Richard Arsenault, CFIA's director of meat inspection, said Tuesday the agency will establish a firm threshold that requires companies to divert or dispose of beef trimmings if positive test results for E. coli reach a certain percentage on "high event days" — days when higher-than-normal detections of E. coli are made. (Beef trimmings are material taken off the carcass that is not suitable for steak but is used for hamburger.)
"Nobody could agree on that (threshold), so we essentially asked people to keep on eye and look at it. But there wasn't a lot of structure about how people went at that," Arsenault told Postmedia News. "I'm fairly confident we're going to have that as well, I just don't know what the number is going to be."
The commitment to establish a threshold follows a pledge Monday by CFIA that it will also bring in a rule requiring companies to analyze test results of beef trimmings so they can identify emerging food-safety problems.
Consumer demand for cheap food in addition to costly inspection protocols that forced out smaller operators has resulted in B.C. getting most of its beef from just two processing plants in Alberta, one of which is the XL Foods facility at the centre of the recall, according to a local food expert.
There used to be many smaller abattoirs throughout rural B.C., but a government crackdown after the listeriosis outbreak in 2008 led to new regulations too expensive for smaller operators to comply with, said Jim Vercammen, a professor of food and resource economics at the University of B.C.
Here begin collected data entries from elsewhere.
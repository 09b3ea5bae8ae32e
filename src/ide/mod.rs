//! IDE features — the host-facing surface.
//!
//! This module connects the deprecation analysis (HIR) to a host language
//! service. Nothing here knows about a wire protocol; results use our own
//! types and the host converts them at its boundary.
//!
//! ## Usage
//!
//! ```ignore
//! use sunset::ide::{DeprecationService, LanguageService};
//!
//! let service = DeprecationService::new(host_service);
//! let diagnostics = service.suggestion_diagnostics(file_id);
//! ```

mod hover;
mod service;

pub use hover::{
    DEPRECATED_TAG, DisplayPart, HoverInfo, JsDocTagInfo, deprecated_tag, with_deprecated_tag,
};
pub use service::{DefinitionInfo, DeprecationService, LanguageService, ReferenceEntry};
"Our demand for regulation and safer foods results in bigger plants, and fewer of them. But the other thing is, as consumers, we don't realize it, but every time we try to save a nickel by buying cheaper meat, we are ... giving firms incentive to drive down their cost," he said.
By concentrating processing equipment and feedlots in one place, large plants can achieve significant economies of scale, Vercammen explained. The XL Foods facility, for example, processes about 4,000 animals a day.
"That really does bring down costs because you can get assembly lines and get ... very, very efficient production when you have that many animals going through."
B.C. does not raise enough cattle to justify building such large-scale facilities here, said Paul Gumprich, a livestock instructor at the University of the Fraser Valley and a beef farmer.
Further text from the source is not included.